On the Importance of B Vitamins

We’ve adapted this piece from the NYBC Info Sheet on Vitamin B12.

We can now update the Info Sheet with recent reports on the importance of the B vitamins for cognitive health, a specific concern for people with HIV, but also a general concern for people as they age: https://nybc.wordpress.com/2011/03/31/supplements-for-the-brain-and-nerves/

NYBC members often supplement with B-right B complex and/or with Methylcobalamin, a form of B12 that is better absorbed by the body than other forms of B12.

B-12 may play a very critical role in preventing HIV disease progression: a large Johns Hopkins University study found that people with HIV who are deficient in B-12 have a two-fold increased risk of progression to AIDS. In this study, those who were B-12 deficient progressed to AIDS four years faster than those who were not. The exact mechanism by which adequate B-12 in the body may slow progression is not known, but the finding is not surprising, given all the roles B-12 is known to play in healthy human function.

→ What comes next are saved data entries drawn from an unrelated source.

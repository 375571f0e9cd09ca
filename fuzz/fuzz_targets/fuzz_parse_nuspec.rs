#![no_main]
use libfuzzer_sys::fuzz_target;
use notice_gen::registry::parse_nuspec;

const MAX_WRAPPED_INPUT_LEN: usize = 10_000;

/// Fuzz the nuspec parser with raw registry responses and with input
/// placed inside a `package/metadata` envelope.
fuzz_target!(|data: &[u8]| {
    if let Ok(s) = std::str::from_utf8(data) {
        let _ = parse_nuspec(s);

        if s.len() < MAX_WRAPPED_INPUT_LEN {
            let wrapped = format!("<package><metadata>{s}</metadata></package>");
            let _ = parse_nuspec(&wrapped);
        }
    }
});
//! maap-ui - Mentoring Audio Analysis Portal service
//!
//! Serves the portal UI, forwards uploads to the external automation
//! endpoint, and watches the remote record store for analysis results.

use anyhow::Result;
use clap::Parser;
use maap_common::PortalConfig;
use maap_ui::{build_router, AppState};
use std::path::PathBuf;
use tracing::info;

#[derive(Parser, Debug)]
#[command(name = "maap-ui", about = "Mentoring Audio Analysis Portal")]
struct Args {
    /// Path to the configuration file (overrides MAAP_CONFIG and the
    /// platform config directory)
    #[arg(long)]
    config: Option<PathBuf>,

    /// Override the configured listen port
    #[arg(long)]
    port: Option<u16>,
}

#[tokio::main]
async fn main() -> Result<()> {
    let args = Args::parse();

    // Initialize tracing subscriber
    tracing_subscriber::fmt()
        .with_env_filter(
            tracing_subscriber::EnvFilter::from_default_env()
                .add_directive(tracing::Level::INFO.into()),
        )
        .init();

    // Log build identification immediately after tracing init
    info!(
        "Starting Mentoring Audio Analysis Portal (maap-ui) v{} [{}] built {} ({})",
        env!("CARGO_PKG_VERSION"),
        env!("GIT_HASH"),
        env!("BUILD_TIMESTAMP"),
        env!("BUILD_PROFILE")
    );

    let mut config = PortalConfig::load(args.config.as_deref())?;
    if let Some(port) = args.port {
        config.listen_port = port;
    }
    config.validate()?;

    info!(
        store_url = %config.store_url,
        detection_policy = ?config.detection_policy,
        upload_encoding = ?config.upload_encoding,
        poll_max_attempts = config.poll_max_attempts,
        poll_interval_seconds = config.poll_interval_seconds,
        "Configuration loaded"
    );

    let listen_port = config.listen_port;
    let state = AppState::new(config)?;
    let app = build_router(state);

    let listener = tokio::net::TcpListener::bind(("127.0.0.1", listen_port)).await?;
    info!("maap-ui listening on http://127.0.0.1:{}", listen_port);
    info!("Health check: http://127.0.0.1:{}/health", listen_port);

    axum::serve(listener, app).await?;

    Ok(())
}
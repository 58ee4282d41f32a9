//! Poll-for-completion watcher
//!
//! After an upload, the analysis result eventually appears in the remote
//! record store. The watcher re-fetches the store on a fixed interval until
//! the record for the submission shows up, or a bounded number of attempts
//! is exhausted. Exhaustion is a normal terminal outcome (`TimedOut`), not
//! an error: the caller tells the user to retry manually.
//!
//! Two detection policies, selected by configuration (the store's shape is
//! deployment-specific and cannot be inferred):
//! - Identifier match: scan for a record whose `audioFile` contains the
//!   submitted filename. Preferred when the store round-trips filenames.
//! - Change detection: compare the last element of each fetch against the
//!   last element of a baseline snapshot taken at watch start. For stores
//!   that only expose an appended feed.
//!
//! Known limitations, preserved deliberately:
//! - Under change detection, two results landing within one interval are
//!   reported as one (only the last-added record is seen).
//! - Under identifier match, duplicate filenames across uploads return the
//!   first match in collection order, which may be an older record.

use async_trait::async_trait;
use maap_common::config::DetectionPolicy;
use maap_common::{AnalysisRecord, Error, Result};
use std::time::Duration;
use tokio_util::sync::CancellationToken;
use tracing::{debug, info, warn};

/// Read-only source of the current record collection.
///
/// Implemented by `RecordStoreClient`; the watcher depends only on this
/// trait so tests can script the store's responses.
#[async_trait]
pub trait RecordSource: Send + Sync {
    /// Fetch the full, currently known record collection, in store order
    async fn fetch(&self) -> Result<Vec<AnalysisRecord>>;
}

/// Terminal outcome of a watch operation
#[derive(Debug, Clone, PartialEq)]
pub enum WatchOutcome {
    /// The completed record was found. `index` is its position in `records`,
    /// the collection fetched on the successful attempt.
    Found {
        attempt: u32,
        index: usize,
        records: Vec<AnalysisRecord>,
    },
    /// All attempts exhausted without a match
    TimedOut { attempts: u32 },
    /// The caller cancelled the watch before a match or timeout
    Cancelled { attempts: u32 },
}

/// Bounded polling watcher over a `RecordSource`
#[derive(Debug, Clone)]
pub struct ResultWatcher {
    policy: DetectionPolicy,
    max_attempts: u32,
    interval: Duration,
}

impl ResultWatcher {
    /// Create a watcher.
    ///
    /// Requires `max_attempts >= 1` and a positive interval.
    pub fn new(policy: DetectionPolicy, max_attempts: u32, interval: Duration) -> Result<Self> {
        if max_attempts < 1 {
            return Err(Error::InvalidInput(
                "max_attempts must be at least 1".to_string(),
            ));
        }
        if interval.is_zero() {
            return Err(Error::InvalidInput(
                "polling interval must be greater than zero".to_string(),
            ));
        }
        Ok(Self {
            policy,
            max_attempts,
            interval,
        })
    }

    /// Poll `source` until the result for `expected_identifier` appears.
    ///
    /// Blocks the caller for up to `max_attempts x interval` wall-clock
    /// time. Fetch errors during polling are logged and consume the attempt
    /// ("no change this attempt"); they never abort the loop. The local
    /// baseline/latest snapshots live only for the duration of this call,
    /// so concurrent watches are independent.
    ///
    /// `expected_identifier` must be non-empty under the identifier-match
    /// policy; change detection does not use it.
    pub async fn await_result(
        &self,
        source: &dyn RecordSource,
        expected_identifier: &str,
        cancel: &CancellationToken,
    ) -> Result<WatchOutcome> {
        if self.policy == DetectionPolicy::IdentifierMatch && expected_identifier.trim().is_empty()
        {
            return Err(Error::InvalidInput(
                "expected identifier must be non-empty for identifier matching".to_string(),
            ));
        }

        // Baseline snapshot, change detection only: identifier matching
        // never reads it, so under that policy exactly max_attempts fetches
        // are issued. A failed baseline fetch degrades to an empty baseline.
        let baseline = if self.policy == DetectionPolicy::ChangeDetection {
            match source.fetch().await {
                Ok(records) => records,
                Err(e) => {
                    warn!(error = %e, "Baseline fetch failed; starting from an empty baseline");
                    Vec::new()
                }
            }
        } else {
            Vec::new()
        };

        for attempt in 1..=self.max_attempts {
            tokio::select! {
                _ = cancel.cancelled() => {
                    info!(attempts = attempt - 1, "Watch cancelled");
                    return Ok(WatchOutcome::Cancelled { attempts: attempt - 1 });
                }
                _ = tokio::time::sleep(self.interval) => {}
            }

            let records = match source.fetch().await {
                Ok(records) => records,
                Err(e) => {
                    warn!(attempt, error = %e, "Fetch failed; no change this attempt");
                    continue;
                }
            };

            if let Some(index) = self.detect(expected_identifier, &baseline, &records) {
                info!(attempt, index, "Analysis result found");
                return Ok(WatchOutcome::Found {
                    attempt,
                    index,
                    records,
                });
            }
            debug!(attempt, records = records.len(), "No completion yet");
        }

        info!(attempts = self.max_attempts, "Watch timed out without a match");
        Ok(WatchOutcome::TimedOut {
            attempts: self.max_attempts,
        })
    }

    /// Apply the configured detection policy to one fetched collection,
    /// returning the matched record's index.
    fn detect(
        &self,
        expected_identifier: &str,
        baseline: &[AnalysisRecord],
        records: &[AnalysisRecord],
    ) -> Option<usize> {
        match self.policy {
            DetectionPolicy::IdentifierMatch => {
                // First match in collection order wins
                records
                    .iter()
                    .position(|r| r.matches_identifier(expected_identifier))
            }
            DetectionPolicy::ChangeDetection => {
                let last = records.last()?;
                let index = records.len() - 1;
                match baseline.last() {
                    // Empty baseline: the feed's last element counts once it
                    // carries a non-empty summary
                    None => last.has_summary().then_some(index),
                    // Otherwise: any structural difference in the last
                    // element means a new record was appended
                    Some(base) => (last != base).then_some(index),
                }
            }
        }
    }
}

B12 and another B vitamin, folic acid, are critical to prevent or eliminate the often-overwhelming fatigue that so often accompanies HIV disease, as well as to help prevent some forms of neuropathy and brain and spinal cord changes. Maintaining adequate B12 levels also supports the bone marrow’s production of blood cells (crucial to prevent white and red blood cell decreases), and helps protect the heart.

There are countless anecdotal reports from people with HIV that using B-12 supplementation has dramatically improved their lives by its ability to reverse fatigue, often restoring normal energy to people who had previously been so exhausted that their daily functioning had been greatly affected. Many people have also reported significant improvements in memory and mental functioning, improvements that have made a huge difference in daily life. The possibility that B-12 supplementation might also help prevent or reverse the spinal cord changes that can have such devastating effects on some people is also very encouraging.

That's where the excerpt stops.